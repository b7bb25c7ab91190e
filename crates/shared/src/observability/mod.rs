//! 统一可观测性模块
//!
//! 提供 logging 与 metrics 的统一初始化和管理。
//! 所有服务通过单一入口点配置可观测性，确保一致的日志格式和指标命名。

pub mod metrics;
pub mod tracing;

use ::tracing::info;
use anyhow::Result;
use serde::Deserialize;

/// 可观测性配置
#[derive(Debug, Clone, Deserialize)]
pub struct ObservabilityConfig {
    /// 服务名称，用于标识日志和指标的来源
    #[serde(default = "default_service_name")]
    pub service_name: String,

    /// 日志级别（如 "info", "debug"），RUST_LOG 存在时优先
    #[serde(default = "default_log_level")]
    pub log_level: String,

    /// 是否启用 JSON 格式日志
    #[serde(default)]
    pub json_logs: bool,

    /// 是否启用 Prometheus 指标导出
    #[serde(default = "default_metrics_enabled")]
    pub metrics_enabled: bool,

    /// Prometheus 指标导出端口
    #[serde(default = "default_metrics_port")]
    pub metrics_port: u16,
}

fn default_service_name() -> String {
    "unknown-service".to_string()
}

fn default_log_level() -> String {
    "info".to_string()
}

fn default_metrics_enabled() -> bool {
    true
}

fn default_metrics_port() -> u16 {
    9090
}

impl Default for ObservabilityConfig {
    fn default() -> Self {
        Self {
            service_name: default_service_name(),
            log_level: default_log_level(),
            json_logs: false,
            metrics_enabled: default_metrics_enabled(),
            metrics_port: default_metrics_port(),
        }
    }
}

impl ObservabilityConfig {
    /// 注入服务名
    pub fn with_service_name(mut self, service_name: &str) -> Self {
        self.service_name = service_name.to_string();
        self
    }
}

/// 可观测性资源守卫
///
/// 持有指标导出器的生命周期，drop 时记录关闭日志。
pub struct ObservabilityGuard {
    metrics_handle: Option<metrics::MetricsHandle>,
}

impl Drop for ObservabilityGuard {
    fn drop(&mut self) {
        match &self.metrics_handle {
            Some(handle) => {
                info!(metrics_addr = %handle.addr(), "Shutting down observability...")
            }
            None => info!("Shutting down observability..."),
        }
    }
}

/// 统一初始化可观测性
///
/// 初始化顺序：
/// 1. Tracing（结构化日志）
/// 2. Metrics（Prometheus 指标，可通过配置关闭）
///
/// ```ignore
/// let config = AppConfig::load("loyalty-engine")?;
/// let _guard = observability::init(&config.observability)?;
/// ```
pub fn init(config: &ObservabilityConfig) -> Result<ObservabilityGuard> {
    tracing::init(config)?;

    let metrics_handle = if config.metrics_enabled {
        Some(metrics::init(config)?)
    } else {
        None
    };

    info!(
        service = %config.service_name,
        metrics_enabled = config.metrics_enabled,
        metrics_port = config.metrics_port,
        "Observability initialized"
    );

    Ok(ObservabilityGuard { metrics_handle })
}

#[cfg(test)]
mod tests {
    use super::*;

    #[test]
    fn test_default_config() {
        let config = ObservabilityConfig::default();
        assert_eq!(config.metrics_port, 9090);
        assert_eq!(config.log_level, "info");
        assert!(config.metrics_enabled);
        assert!(!config.json_logs);
    }

    #[test]
    fn test_with_service_name() {
        let config = ObservabilityConfig::default().with_service_name("loyalty-engine");
        assert_eq!(config.service_name, "loyalty-engine");
    }

    #[test]
    fn test_partial_deserialization_fills_defaults() {
        let config: ObservabilityConfig =
            serde_json::from_str(r#"{"log_level": "debug", "json_logs": true}"#).unwrap();
        assert_eq!(config.log_level, "debug");
        assert!(config.json_logs);
        assert_eq!(config.metrics_port, 9090);
        assert_eq!(config.service_name, "unknown-service");
    }
}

*****

§ Your goal
Using the listing above, pick out each line that contains the word "是否启用", then copy it.

§ Reply to the task
    /// 是否启用 JSON 格式日志
    /// 是否启用 Prometheus 指标导出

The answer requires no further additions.